**PROBLEM DETAILS**: Looking at the data that follows, count the lines containing the word "PathBuf" and write down only that count.

**RECORD EXCERPTS**:
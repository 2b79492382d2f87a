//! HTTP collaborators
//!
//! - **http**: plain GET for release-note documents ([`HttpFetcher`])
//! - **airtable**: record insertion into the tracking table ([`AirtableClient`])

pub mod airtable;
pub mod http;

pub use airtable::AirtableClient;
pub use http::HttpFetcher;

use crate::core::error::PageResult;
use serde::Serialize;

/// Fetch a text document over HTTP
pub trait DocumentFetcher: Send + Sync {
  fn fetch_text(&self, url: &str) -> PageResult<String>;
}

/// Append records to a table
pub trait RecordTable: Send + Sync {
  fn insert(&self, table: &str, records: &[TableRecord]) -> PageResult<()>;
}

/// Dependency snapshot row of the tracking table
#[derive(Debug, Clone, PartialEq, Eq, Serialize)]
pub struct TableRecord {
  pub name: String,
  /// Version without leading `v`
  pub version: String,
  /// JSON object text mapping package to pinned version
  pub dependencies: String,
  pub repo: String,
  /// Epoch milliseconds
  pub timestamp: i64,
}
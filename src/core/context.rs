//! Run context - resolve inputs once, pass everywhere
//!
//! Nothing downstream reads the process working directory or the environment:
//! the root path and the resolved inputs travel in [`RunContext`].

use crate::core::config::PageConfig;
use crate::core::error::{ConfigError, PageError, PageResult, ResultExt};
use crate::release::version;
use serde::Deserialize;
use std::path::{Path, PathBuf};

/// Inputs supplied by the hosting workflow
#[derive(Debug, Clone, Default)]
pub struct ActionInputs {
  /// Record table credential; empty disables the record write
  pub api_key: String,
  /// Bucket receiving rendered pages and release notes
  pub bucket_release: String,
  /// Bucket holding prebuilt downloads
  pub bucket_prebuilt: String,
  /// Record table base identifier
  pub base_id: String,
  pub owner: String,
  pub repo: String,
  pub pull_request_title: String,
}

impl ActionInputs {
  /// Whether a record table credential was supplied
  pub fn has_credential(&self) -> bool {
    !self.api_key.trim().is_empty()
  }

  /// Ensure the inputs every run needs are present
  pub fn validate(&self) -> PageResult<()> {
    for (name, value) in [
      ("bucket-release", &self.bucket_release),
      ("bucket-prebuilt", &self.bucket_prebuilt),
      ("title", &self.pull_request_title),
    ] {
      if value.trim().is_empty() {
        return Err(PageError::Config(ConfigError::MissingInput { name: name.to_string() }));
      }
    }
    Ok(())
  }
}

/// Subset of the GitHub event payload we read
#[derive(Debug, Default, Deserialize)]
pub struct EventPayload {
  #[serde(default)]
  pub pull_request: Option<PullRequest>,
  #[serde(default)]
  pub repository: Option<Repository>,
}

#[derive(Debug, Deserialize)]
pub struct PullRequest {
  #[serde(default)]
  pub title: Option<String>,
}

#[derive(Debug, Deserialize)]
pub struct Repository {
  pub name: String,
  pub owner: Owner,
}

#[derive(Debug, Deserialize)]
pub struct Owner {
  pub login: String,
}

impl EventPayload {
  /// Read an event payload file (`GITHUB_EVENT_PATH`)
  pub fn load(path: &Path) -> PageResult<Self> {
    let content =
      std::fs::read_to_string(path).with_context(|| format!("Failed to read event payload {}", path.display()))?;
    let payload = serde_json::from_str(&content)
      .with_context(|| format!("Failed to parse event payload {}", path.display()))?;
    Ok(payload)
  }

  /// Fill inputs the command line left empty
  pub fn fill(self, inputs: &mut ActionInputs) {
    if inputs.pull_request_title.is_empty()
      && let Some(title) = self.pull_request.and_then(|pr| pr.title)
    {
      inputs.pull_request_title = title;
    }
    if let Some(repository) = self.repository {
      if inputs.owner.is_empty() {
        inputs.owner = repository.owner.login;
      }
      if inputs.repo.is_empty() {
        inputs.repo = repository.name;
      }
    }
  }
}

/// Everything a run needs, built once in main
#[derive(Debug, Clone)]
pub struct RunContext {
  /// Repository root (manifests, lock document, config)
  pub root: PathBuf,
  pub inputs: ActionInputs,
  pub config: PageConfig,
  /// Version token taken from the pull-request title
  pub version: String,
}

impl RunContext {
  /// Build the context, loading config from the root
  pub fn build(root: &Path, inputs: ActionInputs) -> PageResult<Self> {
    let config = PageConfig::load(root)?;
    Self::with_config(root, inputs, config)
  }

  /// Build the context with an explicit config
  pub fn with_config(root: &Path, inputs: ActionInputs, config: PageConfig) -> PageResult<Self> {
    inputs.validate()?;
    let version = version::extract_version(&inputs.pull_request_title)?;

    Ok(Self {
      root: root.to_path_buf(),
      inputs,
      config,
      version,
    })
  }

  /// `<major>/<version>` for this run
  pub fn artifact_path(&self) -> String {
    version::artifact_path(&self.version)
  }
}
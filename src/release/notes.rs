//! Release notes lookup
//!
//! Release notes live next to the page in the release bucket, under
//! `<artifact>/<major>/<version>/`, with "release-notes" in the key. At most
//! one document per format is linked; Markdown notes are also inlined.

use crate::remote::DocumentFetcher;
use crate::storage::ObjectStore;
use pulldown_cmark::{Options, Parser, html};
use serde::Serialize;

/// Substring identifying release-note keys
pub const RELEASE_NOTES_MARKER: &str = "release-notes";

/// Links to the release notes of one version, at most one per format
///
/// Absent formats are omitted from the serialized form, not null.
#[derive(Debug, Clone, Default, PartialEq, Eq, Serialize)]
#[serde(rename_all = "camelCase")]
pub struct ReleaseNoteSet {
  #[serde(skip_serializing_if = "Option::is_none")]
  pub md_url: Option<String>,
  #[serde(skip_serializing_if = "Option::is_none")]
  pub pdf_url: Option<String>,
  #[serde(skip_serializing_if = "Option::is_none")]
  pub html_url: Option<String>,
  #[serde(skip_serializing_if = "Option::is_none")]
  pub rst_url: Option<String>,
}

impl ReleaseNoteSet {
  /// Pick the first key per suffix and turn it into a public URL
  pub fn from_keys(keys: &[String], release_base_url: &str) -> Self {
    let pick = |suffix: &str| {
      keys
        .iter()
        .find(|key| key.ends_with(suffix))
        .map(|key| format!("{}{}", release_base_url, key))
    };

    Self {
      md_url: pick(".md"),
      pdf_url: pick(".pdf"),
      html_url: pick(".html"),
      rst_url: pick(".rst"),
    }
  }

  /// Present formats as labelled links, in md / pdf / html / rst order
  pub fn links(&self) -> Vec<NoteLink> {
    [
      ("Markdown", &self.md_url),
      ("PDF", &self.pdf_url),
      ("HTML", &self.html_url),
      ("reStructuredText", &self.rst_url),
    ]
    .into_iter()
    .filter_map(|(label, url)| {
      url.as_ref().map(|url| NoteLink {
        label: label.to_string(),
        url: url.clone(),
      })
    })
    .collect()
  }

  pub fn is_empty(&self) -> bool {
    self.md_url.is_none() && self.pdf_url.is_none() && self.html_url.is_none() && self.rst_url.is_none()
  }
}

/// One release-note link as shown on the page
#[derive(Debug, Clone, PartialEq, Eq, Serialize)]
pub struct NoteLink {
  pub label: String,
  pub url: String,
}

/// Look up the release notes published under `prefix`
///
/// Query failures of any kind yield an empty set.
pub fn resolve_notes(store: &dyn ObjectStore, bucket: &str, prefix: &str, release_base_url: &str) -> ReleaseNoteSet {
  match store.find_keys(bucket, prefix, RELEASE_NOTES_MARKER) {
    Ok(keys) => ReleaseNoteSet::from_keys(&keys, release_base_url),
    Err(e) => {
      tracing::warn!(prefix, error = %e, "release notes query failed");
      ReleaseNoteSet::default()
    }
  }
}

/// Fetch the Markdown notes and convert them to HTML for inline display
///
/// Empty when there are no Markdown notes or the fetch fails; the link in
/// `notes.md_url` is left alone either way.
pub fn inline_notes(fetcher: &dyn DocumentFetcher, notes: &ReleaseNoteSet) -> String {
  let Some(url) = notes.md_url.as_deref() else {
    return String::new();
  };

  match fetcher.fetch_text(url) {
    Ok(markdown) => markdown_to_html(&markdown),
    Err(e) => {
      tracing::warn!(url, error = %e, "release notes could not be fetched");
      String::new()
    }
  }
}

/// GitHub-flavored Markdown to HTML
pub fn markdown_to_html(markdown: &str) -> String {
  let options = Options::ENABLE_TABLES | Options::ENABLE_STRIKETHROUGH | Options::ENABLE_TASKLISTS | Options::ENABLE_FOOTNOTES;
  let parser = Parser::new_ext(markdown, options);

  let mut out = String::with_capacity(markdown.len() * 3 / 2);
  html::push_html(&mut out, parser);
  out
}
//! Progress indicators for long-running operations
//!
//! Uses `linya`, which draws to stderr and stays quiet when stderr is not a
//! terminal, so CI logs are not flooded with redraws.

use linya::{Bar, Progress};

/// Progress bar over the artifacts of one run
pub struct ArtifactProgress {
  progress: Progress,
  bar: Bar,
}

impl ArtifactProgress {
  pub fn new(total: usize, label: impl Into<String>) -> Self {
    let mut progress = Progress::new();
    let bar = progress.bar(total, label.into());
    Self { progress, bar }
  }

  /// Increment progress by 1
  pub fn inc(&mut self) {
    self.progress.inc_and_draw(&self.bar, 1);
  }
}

**TASK ANSWER**: 2